→ **Required work**: Among the lines of the records, please find those that contain the word "current" and copy them.

################

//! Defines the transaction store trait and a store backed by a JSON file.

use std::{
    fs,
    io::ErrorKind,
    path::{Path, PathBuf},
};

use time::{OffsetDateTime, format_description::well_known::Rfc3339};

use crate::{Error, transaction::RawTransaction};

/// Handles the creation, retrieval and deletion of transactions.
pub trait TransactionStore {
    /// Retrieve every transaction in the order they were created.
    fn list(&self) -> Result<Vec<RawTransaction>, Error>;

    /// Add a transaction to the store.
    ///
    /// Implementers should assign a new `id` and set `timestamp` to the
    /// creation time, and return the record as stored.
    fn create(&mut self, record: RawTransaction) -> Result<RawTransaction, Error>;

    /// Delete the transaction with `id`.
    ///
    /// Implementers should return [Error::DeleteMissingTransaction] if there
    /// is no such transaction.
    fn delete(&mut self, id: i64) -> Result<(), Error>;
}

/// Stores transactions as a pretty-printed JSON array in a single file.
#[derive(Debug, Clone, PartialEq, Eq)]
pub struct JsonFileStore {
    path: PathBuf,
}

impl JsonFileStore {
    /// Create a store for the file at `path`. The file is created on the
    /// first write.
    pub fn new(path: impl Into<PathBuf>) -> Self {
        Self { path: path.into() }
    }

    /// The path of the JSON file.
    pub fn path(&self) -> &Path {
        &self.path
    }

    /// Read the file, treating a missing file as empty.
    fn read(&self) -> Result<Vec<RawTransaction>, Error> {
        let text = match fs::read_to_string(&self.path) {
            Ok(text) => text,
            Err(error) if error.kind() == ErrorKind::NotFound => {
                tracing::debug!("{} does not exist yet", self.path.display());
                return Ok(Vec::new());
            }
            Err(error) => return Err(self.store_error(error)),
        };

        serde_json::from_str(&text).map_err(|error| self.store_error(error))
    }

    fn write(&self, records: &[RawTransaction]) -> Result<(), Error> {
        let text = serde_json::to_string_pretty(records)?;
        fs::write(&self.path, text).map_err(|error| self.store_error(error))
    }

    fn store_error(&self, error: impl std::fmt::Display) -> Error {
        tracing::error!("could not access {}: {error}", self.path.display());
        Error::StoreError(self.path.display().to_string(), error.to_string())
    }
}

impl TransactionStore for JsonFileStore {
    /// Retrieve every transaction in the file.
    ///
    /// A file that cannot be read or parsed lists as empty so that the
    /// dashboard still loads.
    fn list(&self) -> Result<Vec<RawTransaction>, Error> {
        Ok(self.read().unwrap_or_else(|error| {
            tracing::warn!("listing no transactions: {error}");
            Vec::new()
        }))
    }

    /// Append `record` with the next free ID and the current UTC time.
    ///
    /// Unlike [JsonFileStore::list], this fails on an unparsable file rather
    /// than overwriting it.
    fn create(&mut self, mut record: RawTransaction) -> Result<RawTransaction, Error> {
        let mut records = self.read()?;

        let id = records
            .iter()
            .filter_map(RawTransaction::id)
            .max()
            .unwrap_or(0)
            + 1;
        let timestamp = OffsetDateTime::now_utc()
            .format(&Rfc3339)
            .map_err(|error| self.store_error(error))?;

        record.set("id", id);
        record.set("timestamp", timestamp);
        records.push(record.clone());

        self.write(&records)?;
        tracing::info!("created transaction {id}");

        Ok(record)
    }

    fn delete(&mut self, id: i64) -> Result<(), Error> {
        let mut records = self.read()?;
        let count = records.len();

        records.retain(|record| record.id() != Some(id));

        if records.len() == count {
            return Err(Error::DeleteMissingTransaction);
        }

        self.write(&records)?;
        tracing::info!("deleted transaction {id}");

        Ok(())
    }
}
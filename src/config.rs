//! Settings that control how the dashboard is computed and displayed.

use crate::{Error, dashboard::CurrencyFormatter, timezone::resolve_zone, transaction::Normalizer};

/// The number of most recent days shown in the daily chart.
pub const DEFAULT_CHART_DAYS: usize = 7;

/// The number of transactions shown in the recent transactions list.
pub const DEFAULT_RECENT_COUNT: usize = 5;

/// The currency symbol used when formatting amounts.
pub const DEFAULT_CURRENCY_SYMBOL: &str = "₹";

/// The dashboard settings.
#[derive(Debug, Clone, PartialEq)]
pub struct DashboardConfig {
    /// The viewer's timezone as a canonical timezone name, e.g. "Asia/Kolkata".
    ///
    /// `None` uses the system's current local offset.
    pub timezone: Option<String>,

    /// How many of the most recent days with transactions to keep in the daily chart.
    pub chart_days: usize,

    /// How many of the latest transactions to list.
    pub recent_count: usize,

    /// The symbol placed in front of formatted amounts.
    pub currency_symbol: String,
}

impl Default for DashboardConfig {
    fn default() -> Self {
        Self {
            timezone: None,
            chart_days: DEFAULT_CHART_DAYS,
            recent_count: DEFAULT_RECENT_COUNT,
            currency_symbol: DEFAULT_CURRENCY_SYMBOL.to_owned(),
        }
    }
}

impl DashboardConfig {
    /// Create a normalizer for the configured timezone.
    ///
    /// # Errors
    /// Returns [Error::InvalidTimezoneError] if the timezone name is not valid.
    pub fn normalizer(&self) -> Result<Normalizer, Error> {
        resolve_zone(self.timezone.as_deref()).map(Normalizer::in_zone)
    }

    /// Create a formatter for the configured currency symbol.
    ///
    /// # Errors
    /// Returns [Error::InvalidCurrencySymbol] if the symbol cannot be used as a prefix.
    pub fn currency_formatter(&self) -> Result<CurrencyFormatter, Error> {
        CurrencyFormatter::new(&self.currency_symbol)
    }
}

################

→ **Worked solution**:
    /// Append `record` with the next free ID and the current UTC time.
    /// `None` uses the system's current local offset.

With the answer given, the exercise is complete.